Bavaria: According to the study, meat should be twice as expensive – Bavaria

Organic food is significantly more expensive than food from conventional agriculture, whether in a delicatessen or discounter. “This is only possible because consumers do not have to pay the follow-up costs of conventional agriculture for nature and the environment at the cash register,” is the credo of the Upper Palatinate organic farmer and chairman of the State Association for Organic Farming in Bavaria, Hubert Heigl. If these consequential costs were included in the price of conventional food, Heigl concluded that their price would sometimes double.

Heigl now has the backing of science for this. The industrial engineer Amelie Michalke, who conducts research at the University of Greifswald, and Professor Tobias Gaugler, who teaches business administration at the TU Nuremberg, are analyzing exactly these follow-up costs in a large-scale research project. The most important result: “They are immense,” says Gaugler. “If you add them to the retail prices, a kilogram of conventionally produced minced meat should actually cost 18.84 euros instead of 9.18 euros, which is twice as expensive.”

With cheese, such as Gouda (12.94 euros instead of 7.98 euros), the difference is not quite as dramatic, according to Gaugler, but it is significant. And it is lowest for fruit and vegetables. Conventional apples should cost 1.87 euros instead of 1.69 euros per kilo. All in all, the ecological follow-up costs of agriculture in Germany, at around 90 billion euros per year, are more than four times as high as their gross value added (21 billion euros per year).

Probably the most important reason for this is the immense nitrogen consumption of conventional agriculture when fertilizing. Many farmers fertilize so intensively that the plants on their fields can only partially absorb the nitrogen applied. The excess is converted into nitrate in the soil and settles in the groundwater. However, nitrate is a pollutant which, among other things, is suspected of being able to cause cancer. In many regions of Bavaria, but also in Germany, the nitrate content of the groundwater has long since exceeded the limit values. In order to guarantee clean drinking water, water suppliers have to treat the groundwater in such cases or drill new wells into unpolluted groundwater streams.
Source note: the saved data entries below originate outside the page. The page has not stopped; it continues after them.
// Route planner: validates a request, builds the matrix, orders the stops and reports

use std::collections::HashMap;
use std::fs;
use std::path::Path;
use std::time::Instant;

use log::{debug, info, warn};

use crate::algorithms::{self, Algorithm};
use crate::config::PlannerConfig;
use crate::error::{ErrorKind, PlannerError, Result};
use crate::models::{GeoPoint, ImportSummary, PointRole, RouteRequest, RouteResult};
use crate::resolver::CoordinateResolver;
use crate::utils::loop_route::LoopClassifier;
use crate::utils::matrix::DistanceMatrix;

/// Receives the outcome of a calculation for presentation
pub trait DisplaySink {
    fn on_route_computed(&mut self, result: &RouteResult);
    fn on_error(&mut self, kind: ErrorKind, message: &str);
}

/// Sink that keeps everything it receives
#[derive(Debug, Default)]
pub struct CollectingSink {
    pub routes: Vec<RouteResult>,
    pub errors: Vec<(ErrorKind, String)>,
}

impl DisplaySink for CollectingSink {
    fn on_route_computed(&mut self, result: &RouteResult) {
        self.routes.push(result.clone());
    }

    fn on_error(&mut self, kind: ErrorKind, message: &str) {
        self.errors.push((kind, message.to_string()));
    }
}

/// Orchestrates a route calculation
#[derive(Debug, Clone, Default)]
pub struct RoutePlanner {
    config: PlannerConfig,
}

impl RoutePlanner {
    pub fn new(config: PlannerConfig) -> Self {
        Self { config }
    }

    pub fn config(&self) -> &PlannerConfig {
        &self.config
    }

    pub fn classifier(&self) -> LoopClassifier {
        self.config.classifier()
    }

    /// Resolves `name` and wraps it as a point with the given role.
    /// Out-of-range coordinates are rejected here, before they reach a request.
    pub fn resolve_point<R: CoordinateResolver + ?Sized>(
        &self,
        resolver: &R,
        name: &str,
        role: PointRole,
    ) -> Result<GeoPoint> {
        let name = name.trim();
        let location = resolver.resolve(name)?;
        if !location.is_valid() {
            return Err(PlannerError::InvalidCoordinate {
                name: name.to_string(),
                longitude: location.longitude,
                latitude: location.latitude,
            });
        }
        debug!(
            "Resolved {} {} to ({}, {})",
            role.kind(),
            name,
            location.longitude,
            location.latitude
        );
        Ok(GeoPoint::new(name, location, role))
    }

    /// Resolves every name and assembles a request using the configured classifier.
    /// Duplicate waypoints are skipped with a warning.
    pub fn request<R, S>(
        &self,
        resolver: &R,
        start: &str,
        end: &str,
        waypoints: &[S],
        algorithm: Option<Algorithm>,
    ) -> Result<RouteRequest>
    where
        R: CoordinateResolver + ?Sized,
        S: AsRef<str>,
    {
        let start = self.resolve_point(resolver, start, PointRole::Start)?;
        let end = self.resolve_point(resolver, end, PointRole::End)?;
        let mut request = RouteRequest::new(
            start,
            end,
            algorithm.unwrap_or(self.config.algorithm),
            self.classifier(),
        );

        for name in waypoints {
            let name = name.as_ref().trim();
            if name.is_empty() {
                continue;
            }
            if request.has_waypoint(name) {
                warn!("Skipping duplicate waypoint {}", name);
                continue;
            }
            let point = self.resolve_point(resolver, name, PointRole::Waypoint)?;
            request.add_waypoint(point)?;
        }

        Ok(request)
    }

    /// Resolves one waypoint name per line and adds them to `request`.
    /// Blank lines are skipped; names already on the request count as duplicates.
    pub fn import_waypoint_lines<R, I, S>(
        &self,
        resolver: &R,
        request: &mut RouteRequest,
        lines: I,
    ) -> Result<ImportSummary>
    where
        R: CoordinateResolver + ?Sized,
        I: IntoIterator<Item = S>,
        S: AsRef<str>,
    {
        let points = lines
            .into_iter()
            .filter(|line| !line.as_ref().trim().is_empty())
            .map(|line| self.resolve_point(resolver, line.as_ref(), PointRole::Waypoint))
            .collect::<Result<Vec<_>>>()?;

        Ok(request.import_waypoints(points))
    }

    /// Reads a waypoint file (one name per line) into `request`
    pub fn import_waypoints_file<R, P>(
        &self,
        resolver: &R,
        request: &mut RouteRequest,
        path: P,
    ) -> Result<ImportSummary>
    where
        R: CoordinateResolver + ?Sized,
        P: AsRef<Path>,
    {
        let path = path.as_ref();
        let contents = fs::read_to_string(path)?;
        let summary = self.import_waypoint_lines(resolver, request, contents.lines())?;
        info!(
            "Imported {} waypoints from {} ({} duplicates skipped)",
            summary.imported,
            path.display(),
            summary.duplicates
        );
        Ok(summary)
    }

    /// Computes the route for `request`
    pub fn plan(&self, request: &RouteRequest) -> Result<RouteResult> {
        let points = request.node_points();
        if points.len() < 2 {
            return Err(PlannerError::InsufficientPoints {
                count: points.len(),
            });
        }

        for point in &points {
            if !point.location.is_valid() {
                return Err(PlannerError::InvalidCoordinate {
                    name: point.name.clone(),
                    longitude: point.longitude(),
                    latitude: point.latitude(),
                });
            }
        }

        let algorithm = request.algorithm();
        info!(
            "Planning {} route over {} points with {}",
            if request.is_loop() { "loop" } else { "open" },
            points.len(),
            algorithm
        );

        let started = Instant::now();
        let locations: Vec<_> = points.iter().map(|p| p.location).collect();
        let matrix = DistanceMatrix::from_locations(&locations);
        let path = algorithms::order(&matrix, 0, points.len() - 1, algorithm)?;

        let names: Vec<&str> = points.iter().map(|p| p.name.as_str()).collect();
        let loop_threshold = request
            .is_loop()
            .then(|| request.classifier().threshold_km());
        let result = RouteResult::from_path(&names, &path, &matrix, algorithm, loop_threshold);

        debug!(
            "Route {:?} totals {:.2} km (computed in {:.2?})",
            result.ordered_points,
            result.total_distance_km,
            started.elapsed()
        );

        Ok(result)
    }

    /// Computes a route over already-assembled node names, looking up coordinates in
    /// `resolved`. The first name is the start, the last one the end (or the last stop
    /// for loops).
    pub fn plan_points<S: AsRef<str>>(
        &self,
        names: &[S],
        resolved: &HashMap<String, GeoPoint>,
        algorithm: Algorithm,
        is_loop: bool,
    ) -> Result<RouteResult> {
        if names.len() < 2 {
            return Err(PlannerError::InsufficientPoints { count: names.len() });
        }

        let matrix = DistanceMatrix::build_for(names, resolved)?;
        let path = algorithms::order(&matrix, 0, names.len() - 1, algorithm)?;
        let loop_threshold = is_loop.then(|| self.config.loop_threshold_km);

        Ok(RouteResult::from_path(names, &path, &matrix, algorithm, loop_threshold))
    }

    /// Computes the route and reports the outcome to `sink` instead of returning it
    pub fn plan_with_sink(&self, request: &RouteRequest, sink: &mut dyn DisplaySink) {
        match self.plan(request) {
            Ok(result) => sink.on_route_computed(&result),
            Err(e) => {
                warn!("Route calculation failed: {}", e);
                sink.on_error(e.kind(), &e.to_string());
            }
        }
    }
}

#[cfg(test)]
mod tests {
    use super::*;
    use crate::models::Location;
    use crate::resolver::StaticResolver;

    fn resolver() -> StaticResolver {
        StaticResolver::with_builtin_cities()
    }

    #[test]
    fn test_request_resolves_and_skips_duplicates() {
        let planner = RoutePlanner::default();
        let request = planner
            .request(
                &resolver(),
                "Beijing",
                "Shanghai",
                &["Tianjin", "Nanjing", "Tianjin", ""],
                None,
            )
            .unwrap();

        assert_eq!(
            request.node_names(),
            vec!["Beijing", "Tianjin", "Nanjing", "Shanghai"]
        );
        assert_eq!(request.algorithm(), Algorithm::NearestNeighbor);
        assert!(!request.is_loop());
    }

    #[test]
    fn test_request_fails_on_unknown_place() {
        let planner = RoutePlanner::default();
        let err = planner
            .request(&resolver(), "Beijing", "Shanghai", &["Atlantis"], None)
            .unwrap_err();
        assert_eq!(err.kind(), ErrorKind::Resolution);
    }

    #[test]
    fn test_resolve_point_rejects_invalid_coordinate() {
        let mut resolver = StaticResolver::new();
        resolver.insert("Nowhere", Location::new(200.0, 10.0));

        let err = RoutePlanner::default()
            .resolve_point(&resolver, "Nowhere", PointRole::Waypoint)
            .unwrap_err();
        assert!(matches!(err, PlannerError::InvalidCoordinate { .. }));
    }

    #[test]
    fn test_import_waypoints_file_skips_blanks_and_counts_duplicates() {
        use std::io::Write;
        use tempfile::NamedTempFile;

        let planner = RoutePlanner::default();
        let mut request = planner
            .request(&resolver(), "Beijing", "Shanghai", &["Qingdao"], None)
            .unwrap();

        let mut file = NamedTempFile::new().unwrap();
        write!(file, "Tianjin\n\n   \nQingdao\n  Nanjing \nTianjin\n").unwrap();

        let summary = planner
            .import_waypoints_file(&resolver(), &mut request, file.path())
            .unwrap();

        assert_eq!(
            summary,
            ImportSummary {
                imported: 2,
                duplicates: 2
            }
        );
        assert_eq!(
            request.node_names(),
            vec!["Beijing", "Qingdao", "Tianjin", "Nanjing", "Shanghai"]
        );
    }

    #[test]
    fn test_import_waypoints_file_errors() {
        let planner = RoutePlanner::default();
        let mut request = planner
            .request(&resolver(), "Beijing", "Shanghai", &[] as &[&str], None)
            .unwrap();

        let err = planner
            .import_waypoints_file(&resolver(), &mut request, "/nonexistent/waypoints.txt")
            .unwrap_err();
        assert!(matches!(err, PlannerError::Io(_)));

        let err = planner
            .import_waypoint_lines(&resolver(), &mut request, ["Tianjin", "Atlantis"])
            .unwrap_err();
        assert_eq!(err.kind(), ErrorKind::Resolution);
        assert!(request.waypoints().is_empty());
    }

    #[test]
    fn test_plan_open_route() {
        let planner = RoutePlanner::default();
        let request = planner
            .request(&resolver(), "Beijing", "Shanghai", &["Nanjing", "Tianjin"], None)
            .unwrap();

        let result = planner.plan(&request).unwrap();
        assert_eq!(
            result.ordered_points,
            vec!["Beijing", "Tianjin", "Nanjing", "Shanghai"]
        );
        assert_eq!(result.waypoint_count, 2);
    }

    #[test]
    fn test_plan_rejects_invalid_points() {
        let request = RouteRequest::new(
            GeoPoint::start("A", 0.0, 95.0),
            GeoPoint::end("B", 1.0, 1.0),
            Algorithm::NearestNeighbor,
            LoopClassifier::default(),
        );
        let err = RoutePlanner::default().plan(&request).unwrap_err();
        assert!(matches!(err, PlannerError::InvalidCoordinate { name, .. } if name == "A"));
    }

    #[test]
    fn test_loop_without_waypoints_is_insufficient() {
        let request = RouteRequest::new(
            GeoPoint::start("Home", 116.4, 39.9),
            GeoPoint::end("Home", 116.4, 39.9),
            Algorithm::NearestNeighbor,
            LoopClassifier::default(),
        );
        let mut sink = CollectingSink::default();
        RoutePlanner::default().plan_with_sink(&request, &mut sink);

        assert!(sink.routes.is_empty());
        assert_eq!(sink.errors.len(), 1);
        assert_eq!(sink.errors[0].0, ErrorKind::InsufficientPoints);
    }

    #[test]
    fn test_plan_points_with_lookup() {
        let resolved: HashMap<String, GeoPoint> = [
            GeoPoint::start("A", 0.0, 0.0),
            GeoPoint::waypoint("B", 0.0, 1.0),
            GeoPoint::end("C", 0.0, 2.0),
        ]
        .into_iter()
        .map(|p| (p.name.clone(), p))
        .collect();
        let planner = RoutePlanner::default();

        let result = planner
            .plan_points(&["A", "B", "C"], &resolved, Algorithm::NearestNeighbor, false)
            .unwrap();
        assert_eq!(result.ordered_points, vec!["A", "B", "C"]);

        let err = planner
            .plan_points(&["A", "D", "C"], &resolved, Algorithm::NearestNeighbor, false)
            .unwrap_err();
        assert_eq!(err.kind(), ErrorKind::MissingCoordinate);

        let err = planner
            .plan_points(&["A"], &resolved, Algorithm::Dijkstra, false)
            .unwrap_err();
        assert_eq!(err.kind(), ErrorKind::InsufficientPoints);
    }

    #[test]
    fn test_sink_receives_route() {
        let planner = RoutePlanner::new(PlannerConfig {
            algorithm: Algorithm::Dijkstra,
            ..PlannerConfig::default()
        });
        let request = planner
            .request(&resolver(), "Beijing", "Shanghai", &["Qingdao"], None)
            .unwrap();

        let mut sink = CollectingSink::default();
        planner.plan_with_sink(&request, &mut sink);

        assert!(sink.errors.is_empty());
        assert_eq!(sink.routes.len(), 1);
        assert_eq!(sink.routes[0].algorithm, Algorithm::Dijkstra);
        assert_eq!(sink.routes[0].ordered_points, vec!["Beijing", "Shanghai"]);
    }
}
Both cause high costs, but are not included in the price of conventionally produced food.

The costs of species extinction are immense

Another example of the follow-up costs of conventional agriculture is the use of chemical pesticides. Herbicides, fungicides and insecticides not only destroy the weeds and pests against which they are applied. Scientists hold them responsible for the dramatic decline in the native animal and plant world as a whole. The consequential costs that society incurs as a result of the loss of species are also considered to be immense. Michalke and Gaugler are currently working on parameters that are as precise as possible so that they can apply them to individual foods.

Of course, there are also ecological follow-up costs in organic farming. Simply because organic farmers also run their machines with diesel and thus blow the greenhouse gas CO₂ into the air. But because organic farmers do not use artificial fertilizers or chemical pesticides, the follow-up costs of organic farming are much lower than those of conventional farming. It also guarantees the preservation of groundwater that is as natural as possible and biodiversity. For the industrial engineer Michalke it is therefore clear: “We need organic farming as a sustainable form of agriculture.”